Anne van Kesteren

Why do we need MicroXML?

21 December 2010

James Clark — known for XSLT and RELAX NG — proposes MicroXML on his blog. It is not replacing XML, HTML, or JSON, but is intended to become yet another format. It should be simpler than XML in the sense that XML was simpler than SGML and it should have some convergence with HTML5.

Dropping a few features from XML would certainly make it less complex. To users and implementors. E.g. dropping the internal subset from DOCTYPEs would half the amount of tokenizer states. But I am not convinced that is really worth it. Going to XML from SGML made sense. Nobody managed to implement SGML fully. Implementing XML, while non-trivial, has been done a fair number of times.

With the XML syntax of HTML5 — XHTML5 — James points out two problems. Not having incremental rendering in Gecko and XHTML not working in Internet Explorer. Now adding a new language to the ecosystem, because fixing existing bugs is not deemed important enough, seems backwards. Furthermore, Internet Explorer will soon support XHTML and Gecko already has incremental rendering of XHTML. As do other browsers, such as Opera and Chrome.

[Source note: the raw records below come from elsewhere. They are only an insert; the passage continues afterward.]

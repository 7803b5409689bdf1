//! Human-readable rendering of certificates and CRLs.

use std::fmt::Display;
use std::io::{self, Write};

use const_oid::ObjectIdentifier;
use const_oid::db::rfc5912::ID_EC_PUBLIC_KEY;
use rsa::traits::PublicKeyParts;
use time::OffsetDateTime;
use time::format_description::well_known::Rfc3339;
use tracing::{debug, warn};
use x509_cert::ext::Extension;

use crate::cert::extensions::{
    AuthorityKeyIdentifier, BasicConstraints, ExtendedKeyUsage, KeyUsage, SubjectAltName,
    SubjectKeyIdentifier, ToAndFromX509Extension,
};
use crate::cert::{Certificate, SignatureAlgorithm, decode_extension};
use crate::crl::{Crl, CrlData};
use crate::error::{PkiError, Result};
use crate::key::{PublicKey, describe_oid};

const INDENT_WIDTH: usize = 4;
const HEX_BYTES_PER_LINE: usize = 16;

/// Writes indented lines; the first write error is kept and every later
/// call becomes a no-op.
pub struct Printer<W: Write> {
    writer: W,
    indent: usize,
    error: Option<io::Error>,
}

impl<W: Write> Printer<W> {
    pub fn new(writer: W) -> Self {
        Self {
            writer,
            indent: 0,
            error: None,
        }
    }

    pub fn line(&mut self, text: impl Display) {
        if self.error.is_some() {
            return;
        }
        let indent = self.indent * INDENT_WIDTH;
        if let Err(e) = writeln!(self.writer, "{:indent$}{text}", "") {
            self.error = Some(e);
        }
    }

    pub fn with_indent(&mut self, f: impl FnOnce(&mut Self)) {
        self.indent += 1;
        f(self);
        self.indent -= 1;
    }

    /// Formats `data` as hex one level deeper than the current line, 16
    /// bytes per line. The result starts with a newline so it can follow a
    /// label.
    pub fn hex(&self, data: &[u8]) -> String {
        let indent = " ".repeat((self.indent + 1) * INDENT_WIDTH);
        let mut out = String::with_capacity(data.len() * 3 + indent.len());
        for (i, byte) in data.iter().enumerate() {
            if i % HEX_BYTES_PER_LINE == 0 {
                out.push('\n');
                out.push_str(&indent);
            } else {
                out.push(' ');
            }
            out.push_str(&format!("{byte:02x}"));
        }
        out
    }

    pub fn finish(self) -> Result<W> {
        match self.error {
            Some(e) => Err(PkiError::Output(e)),
            None => Ok(self.writer),
        }
    }
}

fn rfc3339(value: OffsetDateTime) -> Result<String> {
    value
        .format(&Rfc3339)
        .map_err(|e| PkiError::Encoding(e.to_string()))
}

pub fn print_certificate<W: Write>(writer: W, cert: &Certificate) -> Result<W> {
    let mut p = Printer::new(writer);
    let mut result = Ok(());

    p.line("Data:");
    p.with_indent(|p| result = print_certificate_data(p, cert));
    result?;

    let algorithm = SignatureAlgorithm::describe(&cert.inner.signature_algorithm);
    print_signature(&mut p, &algorithm, cert.signature());
    p.finish()
}

fn print_signature<W: Write>(p: &mut Printer<W>, algorithm: &str, signature: &[u8]) {
    p.line("Signature:");
    p.with_indent(|p| {
        let data = p.hex(signature);
        p.line(format!("Algorithm: {algorithm}"));
        p.line(format!("Data: {data}"));
    });
}

fn print_certificate_data<W: Write>(p: &mut Printer<W>, cert: &Certificate) -> Result<()> {
    p.line(format!("Version: {}", cert.version()));
    let serial = p.hex(cert.serial_number().as_bytes());
    p.line(format!("Serial number: {serial}"));
    p.line(format!("Issuer: {}", cert.issuer()));

    let not_before = rfc3339(cert.not_before()?)?;
    let not_after = rfc3339(cert.not_after()?)?;
    p.line("Validity:");
    p.with_indent(|p| {
        p.line(format!("Not before: {not_before}"));
        p.line(format!("Not after:  {not_after}"));
    });

    p.line(format!("Subject: {}", cert.subject()));

    let spki = &cert.inner.tbs_certificate.subject_public_key_info;
    let public_key = match cert.public_key() {
        Ok(key) => Some(key),
        Err(PkiError::UnsupportedKeyType(reason)) => {
            debug!(%reason, "printing public key without decoding it");
            None
        }
        Err(e) => return Err(e),
    };
    let spki_der = der::Encode::to_der(spki)?;
    p.line("Public key:");
    p.with_indent(|p| {
        match &public_key {
            Some(PublicKey::EcdsaP256(_)) => {
                p.line("Algorithm: ECDSA");
                p.line("ECDSA curve: P-256");
            }
            Some(PublicKey::Rsa(key)) => {
                p.line("Algorithm: RSA");
                p.line(format!("Size: {} bits", key.size() * 8));
            }
            Some(PublicKey::Ed25519(_)) => p.line("Algorithm: Ed25519"),
            None if spki.algorithm.oid == ID_EC_PUBLIC_KEY => {
                p.line("Algorithm: ECDSA");
                let curve = spki
                    .algorithm
                    .parameters
                    .as_ref()
                    .and_then(|params| params.decode_as::<ObjectIdentifier>().ok());
                match curve {
                    Some(curve) => p.line(format!("ECDSA curve: {}", describe_oid(curve))),
                    None => p.line("ECDSA curve: unknown"),
                }
            }
            None => p.line(format!(
                "Algorithm: {} (unsupported)",
                describe_oid(spki.algorithm.oid)
            )),
        }
        let data = p.hex(&spki_der);
        p.line(format!("Data: {data}"));
    });

    let mut result = Ok(());
    p.line("Extensions:");
    p.with_indent(|p| {
        result = cert
            .extensions()
            .iter()
            .try_for_each(|ext| print_extension(p, ext))
    });
    result
}

fn extension_header<W: Write>(p: &mut Printer<W>, ext: &Extension, name: impl Display) {
    let critical = if ext.critical { " (critical)" } else { "" };
    p.line(format!("{name}{critical}:"));
}

fn print_raw_extension<W: Write>(p: &mut Printer<W>, ext: &Extension, name: impl Display) {
    extension_header(p, ext, name);
    p.with_indent(|p| {
        let data = p.hex(ext.extn_value.as_bytes());
        p.line(format!("Non-decoded data: {data}"));
    });
}

/// Decodes `E`; a malformed critical extension is an error, a malformed
/// non-critical one is rendered raw.
fn print_known<W: Write, E: ToAndFromX509Extension>(
    p: &mut Printer<W>,
    ext: &Extension,
    title: &str,
    body: impl FnOnce(&mut Printer<W>, E),
) -> Result<()> {
    match decode_extension::<E>(ext) {
        Ok(value) => {
            extension_header(p, ext, title);
            p.with_indent(|p| body(p, value));
            Ok(())
        }
        Err(e) if !ext.critical => {
            warn!(extension = E::NAME, error = %e, "cannot decode extension");
            print_raw_extension(p, ext, title);
            Ok(())
        }
        Err(e) => Err(e),
    }
}

fn print_extension<W: Write>(p: &mut Printer<W>, ext: &Extension) -> Result<()> {
    match ext.extn_id {
        KeyUsage::OID => print_known(p, ext, "Key usage", |p, usage: KeyUsage| {
            for name in usage.names() {
                p.line(name);
            }
        }),
        SubjectAltName::OID => print_known(p, ext, "Subject alt name", print_san),
        BasicConstraints::OID => {
            print_known(p, ext, "Basic constraints", |p, bc: BasicConstraints| {
                p.line(format!("CA: {}", bc.ca));
                if bc.path_len_constraint != BasicConstraints::UNCONSTRAINED_PATH_LEN {
                    p.line(format!("Path length constraint: {}", bc.path_len_constraint));
                }
            })
        }
        ExtendedKeyUsage::OID => {
            print_known(p, ext, "Extended key usage", |p, eku: ExtendedKeyUsage| {
                for purpose in eku.purposes {
                    p.line(purpose);
                }
            })
        }
        SubjectKeyIdentifier::OID => print_known(
            p,
            ext,
            "Subject key identifier",
            |p, ski: SubjectKeyIdentifier| {
                let data = p.hex(&ski.0);
                p.line(format!("Key identifier: {data}"));
            },
        ),
        AuthorityKeyIdentifier::OID => print_known(
            p,
            ext,
            "Authority key identifier",
            |p, aki: AuthorityKeyIdentifier| {
                if let Some(key_identifier) = aki.key_identifier {
                    let data = p.hex(&key_identifier);
                    p.line(format!("Key identifier: {data}"));
                }
            },
        ),
        other => {
            print_raw_extension(p, ext, other);
            Ok(())
        }
    }
}

fn print_san<W: Write>(p: &mut Printer<W>, san: SubjectAltName) {
    p.line("URIs:");
    p.with_indent(|p| san.uris.iter().for_each(|uri| p.line(uri)));
    p.line("DNS names:");
    p.with_indent(|p| san.dns_names.iter().for_each(|name| p.line(name)));
    p.line("IP addresses:");
    p.with_indent(|p| san.ip_addresses.iter().for_each(|ip| p.line(ip)));
    p.line("Email addresses:");
    p.with_indent(|p| san.email_addresses.iter().for_each(|email| p.line(email)));
}

pub fn print_crl<W: Write>(writer: W, crl: &Crl) -> Result<W> {
    let data = CrlData::from_crl(crl)?;
    let tbs = &crl.inner.tbs_cert_list;
    let creation = rfc3339(data.creation_date)?;
    let expiration = rfc3339(data.expiration_date)?;
    let revoked = data
        .revoked_certificates
        .iter()
        .map(|entry| Ok((entry.serial_number.as_bytes(), rfc3339(entry.revocation_date)?)))
        .collect::<Result<Vec<_>>>()?;
    let algorithm = SignatureAlgorithm::describe(&crl.inner.signature_algorithm);

    let mut p = Printer::new(writer);
    p.line("Data:");
    p.with_indent(|p| {
        p.line(format!("Version: {}", tbs.version as u8 + 1));
        p.line(format!("Issuer: {}", tbs.issuer));
        p.line(format!("Creation date: {creation}"));
        p.line(format!("Expiration date: {expiration}"));
        p.line("Revoked certificates:");
        p.with_indent(|p| {
            for (serial, date) in &revoked {
                let serial = p.hex(serial);
                p.line(format!("Serial number: {serial}"));
                p.with_indent(|p| p.line(format!("Revocation date: {date}")));
            }
        });
    });
    print_signature(&mut p, &algorithm, crl.signature());
    p.finish()
}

Whenever the debate comes around to HTML5 and XML there seem to be two important issues. HTML does not support XML namespaces and XML does not support HTML-style error handling. Neither of these is being addressed by MicroXML. Namespaces is classified as something that may warrant looking into later and HTML-style error handling is said to be something a companion specification could address.

I do not think XML is sufficiently complex to warrant a new language. If we should do anything, it should be XML5. Replace XML with XML that has HTML-style error handling — though a lot simpler — and is backwards compatible with XML 1.x and Namespaces in XML 1.x as long as there is no external subset.